Pénuries de main d’œuvre : passer de la création d’emplois à la création de richesse

La forte reprise depuis le creux du printemps 2020 a ramené à l’avant plan les pénuries de main-d’œuvre qui existaient en 2019 avant la pandémie et qui vont perdurer.  Le gouvernement a annoncé en novembre dernier de nouvelles mesures pour former ou requalifier et attirer des travailleurs vers des secteurs où les besoins sont plus criants. Dans cette optique, le gouvernement devrait aussi réévaluer et ajuster au contexte actuel les mesures visant les groupes moins présents sur le marché du travail dans l’optique d’augmenter au maximum leur taux de participation.

Dans une économie avec des pénuries de main-d’œuvre importantes, des emplois « créés » par un projet le sont largement aux dépens d’autres projets qui pourraient créer d’autres emplois.  Le CPP de l’ASDEQ recommande donc au gouvernement de procéder à une révision systématique des interventions gouvernementales en développement économique afin de remplacer les critères reliés à la création d’emplois par des critères reliés à la création de richesse, notamment la transformation à la hausse des emplois existants et la hausse de la productivité.
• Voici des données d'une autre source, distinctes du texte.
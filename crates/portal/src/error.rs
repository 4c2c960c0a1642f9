//! Unified error handling with Sentry integration.
//!
//! Provides a unified `AppError` type that captures errors to Sentry before
//! responding to the client. All route handlers should return `Result<T, AppError>`.

use axum::{
    Json,
    http::StatusCode,
    response::{IntoResponse, Response},
};
use serde_json::json;
use thiserror::Error;

use aegis_core::{ApplicationId, PaymentRef};

use crate::api::BackendError;
use crate::identity::IdentityError;
use crate::services::roles::RoleError;
use crate::uploads::UploadError;

/// Application-level error type for the portal.
#[derive(Debug, Error)]
pub enum AppError {
    /// Policy backend API operation failed.
    #[error("Backend error: {0}")]
    Backend(#[from] BackendError),

    /// Identity provider operation failed.
    #[error("Identity error: {0}")]
    Identity(#[from] IdentityError),

    /// Image host operation failed.
    #[error("Upload error: {0}")]
    Upload(#[from] UploadError),

    /// Resource not found.
    #[error("Not found: {0}")]
    NotFound(String),

    /// User is not signed in.
    #[error("Unauthenticated: {0}")]
    Unauthenticated(String),

    /// User is signed in but their role does not grant access.
    #[error("Forbidden: {0}")]
    Forbidden(String),

    /// Bad request from client.
    #[error("Validation error: {0}")]
    Validation(String),

    /// Application submitted without a quote on file for the policy.
    #[error("No quote on file for policy {0}")]
    NotQuoted(String),

    /// Payment attempted on an application that is not approved.
    #[error("Application {0} is not approved for payment")]
    NotPayable(String),

    /// Payment processor rejected the charge.
    #[error("Payment processor error: {0}")]
    Processor(String),

    /// The processor confirmed the charge but recording it failed. The
    /// charge stands; the payment reference is the support handle.
    #[error("Payment {payment_ref} succeeded but could not be recorded for application {application_id}")]
    Reconciliation {
        payment_ref: PaymentRef,
        application_id: ApplicationId,
    },

    /// Rate limited.
    #[error("Rate limited")]
    RateLimited,

    /// Internal server error.
    #[error("Internal error: {0}")]
    Internal(String),
}

impl From<RoleError> for AppError {
    fn from(err: RoleError) -> Self {
        // The shared backend error lives in an Arc inside the cache, so the
        // variant cannot be recovered; a failed lookup is a server fault.
        Self::Internal(err.to_string())
    }
}

impl IntoResponse for AppError {
    fn into_response(self) -> Response {
        // Capture server errors to Sentry
        if matches!(
            self,
            Self::Internal(_) | Self::Backend(_) | Self::Reconciliation { .. }
        ) {
            let event_id = sentry::capture_error(&self);
            tracing::error!(
                error = %self,
                sentry_event_id = %event_id,
                "Request error"
            );
        }

        let status = match &self {
            Self::Internal(_) => StatusCode::INTERNAL_SERVER_ERROR,
            Self::Backend(err) => match err {
                BackendError::NotFound(_) => StatusCode::NOT_FOUND,
                BackendError::Rejected { status, .. } if *status < 500 => {
                    StatusCode::from_u16(*status).unwrap_or(StatusCode::BAD_REQUEST)
                }
                _ => StatusCode::BAD_GATEWAY,
            },
            Self::Identity(err) => match err {
                IdentityError::InvalidCredentials | IdentityError::InvalidToken => {
                    StatusCode::UNAUTHORIZED
                }
                IdentityError::EmailInUse => StatusCode::CONFLICT,
                IdentityError::WeakPassword(_) => StatusCode::BAD_REQUEST,
                _ => StatusCode::BAD_GATEWAY,
            },
            Self::Upload(_) => StatusCode::BAD_GATEWAY,
            Self::NotFound(_) => StatusCode::NOT_FOUND,
            Self::Unauthenticated(_) => StatusCode::UNAUTHORIZED,
            Self::Forbidden(_) => StatusCode::FORBIDDEN,
            Self::Validation(_) => StatusCode::BAD_REQUEST,
            Self::NotQuoted(_) | Self::NotPayable(_) => StatusCode::CONFLICT,
            Self::Processor(_) => StatusCode::PAYMENT_REQUIRED,
            Self::Reconciliation { .. } => StatusCode::INTERNAL_SERVER_ERROR,
            Self::RateLimited => StatusCode::TOO_MANY_REQUESTS,
        };

        // Don't expose internal error details to clients
        let message = match &self {
            Self::Internal(_) => "Internal server error".to_string(),
            Self::Backend(err) => match err {
                BackendError::NotFound(what) => format!("Not found: {what}"),
                BackendError::Rejected { status, message } if *status < 500 => message.clone(),
                _ => "Policy service unavailable".to_string(),
            },
            Self::Identity(err) => match err {
                IdentityError::InvalidCredentials => "Invalid email or password".to_string(),
                IdentityError::InvalidToken => "Session expired, please sign in again".to_string(),
                IdentityError::EmailInUse => {
                    "An account with this email already exists".to_string()
                }
                IdentityError::WeakPassword(msg) => msg.clone(),
                _ => "Identity service unavailable".to_string(),
            },
            Self::Upload(_) => "Image upload failed".to_string(),
            // Keep the payment reference visible so support can reconcile
            Self::Reconciliation { .. } => self.to_string(),
            _ => self.to_string(),
        };

        (status, Json(json!({ "error": message }))).into_response()
    }
}

/// Result type alias for `AppError`.
pub type Result<T> = std::result::Result<T, AppError>;

/// Set the Sentry user context from a user email.
///
/// Call this after successful sign-in to associate errors with users.
pub fn set_sentry_user(email: &str) {
    sentry::configure_scope(|scope| {
        scope.set_user(Some(sentry::User {
            email: Some(email.to_string()),
            ..Default::default()
        }));
    });
}

/// Clear the Sentry user context.
///
/// Call this on sign-out to stop associating errors with the user.
pub fn clear_sentry_user() {
    sentry::configure_scope(|scope| {
        scope.set_user(None);
    });
}

/// Add a breadcrumb for user actions.
///
/// Breadcrumbs appear in Sentry error reports to show the trail of user actions
/// leading up to an error.
///
/// # Example
///
/// ```rust,ignore
/// add_breadcrumb("pipeline", "Quote accepted", Some(&[("policy_id", "64db1f0c")]));
/// ```
pub fn add_breadcrumb(category: &str, message: &str, data: Option<&[(&str, &str)]>) {
    let mut breadcrumb = sentry::Breadcrumb {
        category: Some(category.to_string()),
        message: Some(message.to_string()),
        level: sentry::Level::Info,
        ..Default::default()
    };

    if let Some(pairs) = data {
        for (key, value) in pairs {
            breadcrumb.data.insert(
                (*key).to_string(),
                serde_json::Value::String((*value).to_string()),
            );
        }
    }

    sentry::add_breadcrumb(breadcrumb);
}

#[cfg(test)]
mod tests {
    use super::*;

    fn get_status(err: AppError) -> StatusCode {
        err.into_response().status()
    }

    #[test]
    fn test_app_error_display() {
        let err = AppError::NotFound("policy-123".to_string());
        assert_eq!(err.to_string(), "Not found: policy-123");

        let err = AppError::Validation("coverage must be positive".to_string());
        assert_eq!(
            err.to_string(),
            "Validation error: coverage must be positive"
        );
    }

    #[test]
    fn test_app_error_status_codes() {
        assert_eq!(
            get_status(AppError::NotFound("test".to_string())),
            StatusCode::NOT_FOUND
        );
        assert_eq!(
            get_status(AppError::Unauthenticated("test".to_string())),
            StatusCode::UNAUTHORIZED
        );
        assert_eq!(
            get_status(AppError::Forbidden("test".to_string())),
            StatusCode::FORBIDDEN
        );
        assert_eq!(
            get_status(AppError::Validation("test".to_string())),
            StatusCode::BAD_REQUEST
        );
        assert_eq!(
            get_status(AppError::RateLimited),
            StatusCode::TOO_MANY_REQUESTS
        );
        assert_eq!(
            get_status(AppError::Internal("test".to_string())),
            StatusCode::INTERNAL_SERVER_ERROR
        );
    }

    #[test]
    fn test_pipeline_errors_are_conflicts() {
        assert_eq!(
            get_status(AppError::NotQuoted("policy-1".to_string())),
            StatusCode::CONFLICT
        );
        assert_eq!(
            get_status(AppError::NotPayable("app-1".to_string())),
            StatusCode::CONFLICT
        );
    }

    #[test]
    fn test_processor_error_is_payment_required() {
        assert_eq!(
            get_status(AppError::Processor("card declined".to_string())),
            StatusCode::PAYMENT_REQUIRED
        );
    }

    #[test]
    fn test_reconciliation_keeps_payment_ref_visible() {
        let err = AppError::Reconciliation {
            payment_ref: PaymentRef::new("pi_3Nq8xYZ"),
            application_id: ApplicationId::new("app-42"),
        };
        let display = err.to_string();
        assert!(display.contains("pi_3Nq8xYZ"));
        assert!(display.contains("app-42"));
        assert_eq!(get_status(err), StatusCode::INTERNAL_SERVER_ERROR);
    }

    #[test]
    fn test_backend_network_error_is_bad_gateway() {
        let err = AppError::Backend(BackendError::Unexpected("no data".to_string()));
        assert_eq!(get_status(err), StatusCode::BAD_GATEWAY);
    }

    #[test]
    fn test_backend_not_found_passes_through() {
        let err = AppError::Backend(BackendError::NotFound("policy abc".to_string()));
        assert_eq!(get_status(err), StatusCode::NOT_FOUND);
    }

    #[test]
    fn test_backend_client_rejection_keeps_status() {
        let err = AppError::Backend(BackendError::Rejected {
            status: 422,
            message: "duration out of range".to_string(),
        });
        assert_eq!(get_status(err), StatusCode::UNPROCESSABLE_ENTITY);
    }
}
//! Session-related types.
//!
//! Types stored in the session for authentication state.

use secrecy::SecretString;
use serde::{Deserialize, Serialize};

use aegis_core::Email;

/// Session-stored user identity.
///
/// Minimal data stored in the session to identify the signed-in user.
/// The role is deliberately NOT here; it is resolved per request so that
/// grant changes take effect without a re-login.
#[derive(Debug, Clone, Serialize, Deserialize)]
pub struct CurrentUser {
    /// User's display name at sign-in time.
    pub name: String,
    /// User's email address.
    pub email: Email,
    /// Profile photo URL, if any.
    pub photo_url: Option<String>,
    /// Identity-provider token, attached as a bearer on every user-scoped
    /// backend call. Debug output stays redacted.
    #[serde(with = "token_serde")]
    pub access_token: SecretString,
}

/// Session keys for authentication and pipeline data.
pub mod keys {
    /// Key for storing the current signed-in user.
    pub const CURRENT_USER: &str = "current_user";

    /// Key for the quote handoff between quoting and applying.
    pub const QUOTE_HANDOFF: &str = "quote_handoff";
}

/// Serde round-trip for `SecretString`, which exposes nothing on its own.
///
/// Only the server-side session store ever sees the serialized form.
pub(crate) mod token_serde {
    use secrecy::{ExposeSecret, SecretString};
    use serde::{Deserialize, Deserializer, Serializer};

    pub fn serialize<S: Serializer>(
        token: &SecretString,
        serializer: S,
    ) -> Result<S::Ok, S::Error> {
        serializer.serialize_str(token.expose_secret())
    }

    pub fn deserialize<'de, D: Deserializer<'de>>(
        deserializer: D,
    ) -> Result<SecretString, D::Error> {
        String::deserialize(deserializer).map(SecretString::from)
    }
}

#[cfg(test)]
#[allow(clippy::unwrap_used)]
mod tests {
    use super::*;

    #[test]
    fn test_current_user_round_trips_through_the_session_store() {
        let user = CurrentUser {
            name: "Maria Gomez".to_string(),
            email: Email::parse("maria@example.com").unwrap(),
            photo_url: None,
            access_token: SecretString::from("tok-123".to_string()),
        };

        let json = serde_json::to_string(&user).unwrap();
        let back: CurrentUser = serde_json::from_str(&json).unwrap();

        use secrecy::ExposeSecret;
        assert_eq!(back.email.as_str(), "maria@example.com");
        assert_eq!(back.access_token.expose_secret(), "tok-123");
    }

    #[test]
    fn test_debug_output_never_shows_the_token() {
        let user = CurrentUser {
            name: "Maria Gomez".to_string(),
            email: Email::parse("maria@example.com").unwrap(),
            photo_url: None,
            access_token: SecretString::from("tok-123".to_string()),
        };

        let debug = format!("{user:?}");
        assert!(!debug.contains("tok-123"));
    }
}
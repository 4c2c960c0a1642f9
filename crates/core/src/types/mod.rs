//! Core types for Aegis.
//!
//! This module provides type-safe wrappers for common domain concepts.

pub mod email;
pub mod id;
pub mod money;
pub mod role;
pub mod status;

pub use email::{Email, EmailError};
pub use id::*;
pub use money::Money;
pub use role::{Role, RoleFlags};
pub use status::*;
Moderniser la livraison des services et lier les hausses de rémunération dans le secteur public à la productivité

Plusieurs déficiences dans le système de santé du Québec avaient déjà été identifiées avant le choc de la pandémie. Ce qui est moins connu, c’est que les dépenses en santé au Québec étaient déjà parmi les plus élevées du monde occidental en 2019, résultat d’une forte croissance depuis 2004. Cette croissance n’a pas découlé principalement du vieillissement de la population, mais de plutôt de l’inflation des coûts, en tête de liste les hausses de rémunération accordées aux médecins. D’importantes nouvelles dépenses ont été engagées depuis pour combattre la pandémie, incluant l’embauche de milliers de nouveaux employés et des rattrapages salariaux importants pour plusieurs groupes.
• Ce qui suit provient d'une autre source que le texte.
//! Catalog management: listing and YAML seeding.
//!
//! Seeding posts each policy through the same backend endpoint the admin
//! surface uses, so seeded records look exactly like hand-created ones.

use std::path::Path;

use serde::Deserialize;
use tracing::{error, info};

use aegis_core::Money;
use aegis_portal::api::PolicyInput;

use super::{backend_from_env, operator_token};

/// Seed file layout: a single `policies` list.
#[derive(Debug, Deserialize)]
struct SeedFile {
    policies: Vec<PolicyInput>,
}

/// Print one page of the catalog.
///
/// # Errors
///
/// Returns an error if environment variables are missing or the request
/// fails.
pub async fn list(
    category: Option<&str>,
    page: u32,
    limit: u32,
) -> Result<(), Box<dyn std::error::Error>> {
    let backend = backend_from_env()?;

    let result = backend.get_policies(category, None, page, limit).await?;

    info!(
        "Catalog page {page} ({} of {} policies)",
        result.policies.len(),
        result.total
    );
    for policy in &result.policies {
        info!(
            "  [{}] {} ({}) - cover {} to {} - rate {} - {} purchases",
            policy.id,
            policy.title,
            policy.category,
            Money::usd(policy.coverage_min),
            Money::usd(policy.coverage_max),
            policy.base_premium_rate,
            policy.purchase_count
        );
    }

    Ok(())
}

/// Seed the catalog from a YAML file.
///
/// # Errors
///
/// Returns an error if environment variables are missing, the file cannot
/// be read or parsed, or every insert fails.
pub async fn seed(file_path: &str) -> Result<(), Box<dyn std::error::Error>> {
    let backend = backend_from_env()?;
    let token = operator_token()?;

    // Verify file exists
    let path = Path::new(file_path);
    if !path.exists() {
        return Err(format!("File not found: {file_path}").into());
    }

    info!(path = %file_path, "Loading policy seeds from file");

    // Read and parse YAML before touching the backend
    let content = tokio::fs::read_to_string(path).await?;
    let seed_file: SeedFile = serde_yaml::from_str(&content)?;

    info!(policies = seed_file.policies.len(), "Parsed seed file");

    let mut inserted = 0usize;
    let mut failures: Vec<(String, String)> = Vec::new();

    for input in &seed_file.policies {
        match backend.create_policy(&token, input).await {
            Ok(policy) => {
                inserted += 1;
                info!("  created [{}] {}", policy.id, policy.title);
            }
            Err(e) => {
                failures.push((input.title.clone(), e.to_string()));
            }
        }
    }

    // Print summary
    info!("Seeding complete!");
    info!("  Policies inserted: {inserted}");

    if !failures.is_empty() {
        error!("  Errors: {}", failures.len());
        for (title, err) in &failures {
            error!("    - {title}: {err}");
        }
        if inserted == 0 {
            return Err(format!("{} inserts failed", failures.len()).into());
        }
    }

    Ok(())
}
Au-delà des enjeux financiers, les problèmes de livraison dans les services publics ne pourront pas être résolus par l’augmentation continuelle des effectifs dans un contexte de pénuries de main-d’œuvre persistantes.  Les solutions de long terme devront passer par l’accélération de la modernisation de la technologie et de l’organisation du travail dans le secteur public québécois.  La modernisation technologique ne pourra se faire sans révision de l’organisation du travail qui est fortement encadrée par des dispositions de conventions collectives issues d’une autre époque. Une organisation du travail dépassée et la technologie déficiente font par exemple que les infirmières passent une trop grande partie de leur temps de travail à des tâches administratives. 
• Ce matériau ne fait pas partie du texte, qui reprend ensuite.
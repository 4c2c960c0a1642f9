//! Integration test harness for the Aegis portal.
//!
//! Boots the real portal router in-process and points it at mock backend,
//! identity, and image host servers, all on ephemeral localhost ports. The
//! tests drive the portal over plain HTTP exactly as a browser would, with
//! cookies, forwarded-IP headers, and JSON bodies, so sessions, access
//! gates, and rate limits are exercised for real; only the external
//! services are substituted.
//!
//! # Usage
//!
//! ```rust,ignore
//! let portal = TestPortal::spawn().await;
//! portal.backend.seed_policy("Term Life Shield", "term-life");
//!
//! let maria = portal.session();
//! maria.sign_up("Maria Gomez", "maria@example.com").await;
//! let resp = maria.get("/api/policies").await;
//! assert_eq!(resp.status(), StatusCode::OK);
//! ```
//!
//! Each [`TestPortal`] is fully isolated: its own listeners, its own
//! session store, its own rate limiter state, its own mock data. Tests
//! never share state through a database.

pub mod mock_backend;
pub mod mock_identity;
pub mod mock_image_host;

pub use mock_backend::BackendHandle;
pub use mock_identity::IdentityHandle;
pub use mock_image_host::ImageHostHandle;

use std::net::{IpAddr, Ipv4Addr};
use std::sync::Arc;
use std::sync::atomic::{AtomicUsize, Ordering};

use reqwest::{Client, Method, Response, StatusCode};
use secrecy::SecretString;
use serde_json::{Value, json};

use aegis_portal::config::{BackendConfig, IdentityConfig, ImageHostConfig, PortalConfig};
use aegis_portal::state::AppState;
use aegis_portal::{middleware, routes};

/// Password used for every test account. The mock identity provider accepts
/// anything the portal's own password gate lets through.
pub const TEST_PASSWORD: &str = "v9!Kq2#xT7$mW4z";

/// A portal instance listening on an ephemeral port, wired to mocks.
pub struct TestPortal {
    /// Portal base URL, e.g. `http://127.0.0.1:49231`.
    pub base_url: String,
    /// Seeds and inspects the mock policy backend.
    pub backend: BackendHandle,
    /// The mock identity provider.
    pub identity: IdentityHandle,
    /// The mock image host.
    pub image_host: ImageHostHandle,
    next_ip: AtomicUsize,
}

impl TestPortal {
    /// Start the mocks and the portal, returning once all are accepting
    /// connections.
    ///
    /// # Panics
    ///
    /// Panics if a listener cannot be bound; there is no recovering from
    /// that in a test run.
    pub async fn spawn() -> Self {
        let backend = mock_backend::spawn().await;
        let identity = mock_identity::spawn().await;
        let image_host = mock_image_host::spawn().await;

        let config = test_config(&backend.base_url, &identity.base_url, &image_host.base_url);
        let state = AppState::new(config.clone());
        let session_layer = middleware::create_session_layer(&config);

        // Same stack as the server binary, minus the Sentry and
        // request-trace layers.
        let app = axum::Router::new()
            .merge(routes::routes())
            .layer(middleware::api_rate_limiter())
            .layer(axum::middleware::from_fn(
                middleware::security_headers_middleware,
            ))
            .layer(session_layer)
            .layer(axum::middleware::from_fn(middleware::request_id_middleware))
            .with_state(state);

        let listener = tokio::net::TcpListener::bind("127.0.0.1:0")
            .await
            .expect("Failed to bind portal listener");
        let addr = listener.local_addr().expect("Failed to read portal address");
        tokio::spawn(async move {
            axum::serve(listener, app)
                .await
                .expect("Portal server error");
        });

        Self {
            base_url: format!("http://{addr}"),
            backend,
            identity,
            image_host,
            next_ip: AtomicUsize::new(1),
        }
    }

    /// Open a fresh browser persona with its own cookie jar and client IP.
    ///
    /// Distinct personas get distinct forwarded IPs so one actor's traffic
    /// never eats into another's rate limit quota.
    #[must_use]
    pub fn session(&self) -> PortalClient {
        let n = self.next_ip.fetch_add(1, Ordering::Relaxed);
        PortalClient {
            base_url: self.base_url.clone(),
            ip: format!("203.0.113.{}", (n % 200) + 1),
            client: Client::builder()
                .cookie_store(true)
                .redirect(reqwest::redirect::Policy::none())
                .build()
                .expect("Failed to build HTTP client"),
        }
    }
}

/// One browser persona: a cookie jar plus a stable client IP.
///
/// Redirects are never followed so tests can assert on `Location` headers.
pub struct PortalClient {
    base_url: String,
    ip: String,
    client: Client,
}

impl PortalClient {
    /// GET a portal path.
    pub async fn get(&self, path: &str) -> Response {
        self.request(Method::GET, path, None).await
    }

    /// POST a JSON body to a portal path.
    pub async fn post(&self, path: &str, body: Value) -> Response {
        self.request(Method::POST, path, Some(body)).await
    }

    /// POST with no body.
    pub async fn post_empty(&self, path: &str) -> Response {
        self.request(Method::POST, path, None).await
    }

    /// PUT a JSON body to a portal path.
    pub async fn put(&self, path: &str, body: Value) -> Response {
        self.request(Method::PUT, path, Some(body)).await
    }

    /// PATCH a JSON body to a portal path.
    pub async fn patch(&self, path: &str, body: Value) -> Response {
        self.request(Method::PATCH, path, Some(body)).await
    }

    /// DELETE a portal path.
    pub async fn delete(&self, path: &str) -> Response {
        self.request(Method::DELETE, path, None).await
    }

    /// Send a multipart form to a portal path.
    pub async fn post_multipart(&self, path: &str, form: reqwest::multipart::Form) -> Response {
        self.client
            .request(Method::POST, format!("{}{path}", self.base_url))
            .header("x-forwarded-for", &self.ip)
            .multipart(form)
            .send()
            .await
            .expect("Portal request failed")
    }

    /// Register a new account and establish a session, asserting success.
    ///
    /// Returns the `/auth` response body (`user` and `role`).
    pub async fn sign_up(&self, name: &str, email: &str) -> Value {
        let resp = self
            .post(
                "/auth/sign-up",
                json!({ "name": name, "email": email, "password": TEST_PASSWORD }),
            )
            .await;
        assert_eq!(resp.status(), StatusCode::OK, "sign-up failed for {email}");
        resp.json().await.expect("Failed to parse sign-up response")
    }

    /// Sign in to an existing account, asserting success.
    pub async fn sign_in(&self, email: &str) -> Value {
        let resp = self
            .post(
                "/auth/sign-in",
                json!({ "email": email, "password": TEST_PASSWORD }),
            )
            .await;
        assert_eq!(resp.status(), StatusCode::OK, "sign-in failed for {email}");
        resp.json().await.expect("Failed to parse sign-in response")
    }

    /// End the current session, asserting success.
    pub async fn sign_out(&self) {
        let resp = self.post_empty("/auth/sign-out").await;
        assert_eq!(resp.status(), StatusCode::OK, "sign-out failed");
    }

    async fn request(&self, method: Method, path: &str, body: Option<Value>) -> Response {
        let mut request = self
            .client
            .request(method, format!("{}{path}", self.base_url))
            // The rate limiter keys on the forwarded client IP.
            .header("x-forwarded-for", &self.ip);
        if let Some(body) = body {
            request = request.json(&body);
        }
        request.send().await.expect("Portal request failed")
    }
}

/// Build a portal config pointing at the mock services.
///
/// The base URL is plain HTTP so the session cookie is not marked Secure
/// and survives the test client's non-TLS connection.
fn test_config(backend_url: &str, identity_url: &str, image_host_url: &str) -> PortalConfig {
    PortalConfig {
        host: IpAddr::V4(Ipv4Addr::LOCALHOST),
        port: 0,
        base_url: "http://portal.test".to_string(),
        session_secret: SecretString::from("kX9#mP2$vQ7!wR4@zT6%bN1&cJ8*fL3^"),
        backend: BackendConfig {
            base_url: backend_url.to_string(),
        },
        identity: IdentityConfig {
            base_url: identity_url.to_string(),
            api_key: SecretString::from("ik_test_4QmZ8vRw"),
        },
        image_host: ImageHostConfig {
            upload_url: format!("{image_host_url}/upload"),
            api_key: SecretString::from("ib_test_9XrT2kFp"),
        },
        payment_public_key: "pk_test_local".to_string(),
        sentry_dsn: None,
        sentry_environment: None,
        sentry_sample_rate: 1.0,
        sentry_traces_sample_rate: 0.0,
    }
}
Le CPP de l’ASDEQ recommande donc que le gouvernement se donne rapidement un plan échelonné sur plusieurs années pour accélérer la modernisation de l’infrastructure technologique du réseau de la santé et de l’administration publique.  Le gouvernement devrait aussi se donner une politique de rémunération transparente et basée sur des principes clairs, incluant notamment un lien direct entre les augmentations de rémunération et la modernisation de l’organisation du travail pour améliorer la productivité et l’accès aux services. Dans un tel contexte, le gouvernement devrait aussi prioriser la livraison effective des services déjà promis à la population et la réparation des infrastructures existantes plutôt que l’ajout de nouveaux programmes ou la construction de nouvelles infrastructures.

Réformer la fiscalité pour atteindre nos objectifs économiques et climatiques.

Le Québec a choisi de se doter de plus de services publics que ses voisins et ces services nécessitent d’imposer un fardeau fiscal plus élevé. Le Québec fait toutefois reposer de façon plus importante qu’ailleurs son fardeau fiscal sur les activités de production, dont le travail, ce qui devient de plus en plus dommageable dans un contexte de pénurie de main d’œuvre. Une réforme de la fiscalité aiderait le Québec à atteindre les objectifs très ambitieux qu’il s’est donné en termes de rattrapage économique avec l’Ontario.  L’écofiscalité a aussi un rôle à jouer dans l’atteinte de nos cibles de réduction des gaz à effets de serre.

Le CPP de l’ASDEQ invite donc le ministre des Finances à développer et à rendre publics des scénarios de réforme de la fiscalité québécoise avec comme objectif l’amélioration de la performance économique du Québec, scénarios intégrant un ensemble de changements fiscalement neutre qui n’augmenterait pas le fardeau fiscal global, protégerait les ménages à faibles revenus et conserverait la progressivité du régime fiscal.  Des mesures écofiscales devraient faire partie des scénarios envisagés afin de préparer la population à changer ses comportements dès maintenant pour limiter leur empreinte environnementale, tout en tenant compte des réalités différentes vécues par les citoyens ne vivant pas dans les grands centres urbains.

Consultez les documents prébudgétaires du CPP ici.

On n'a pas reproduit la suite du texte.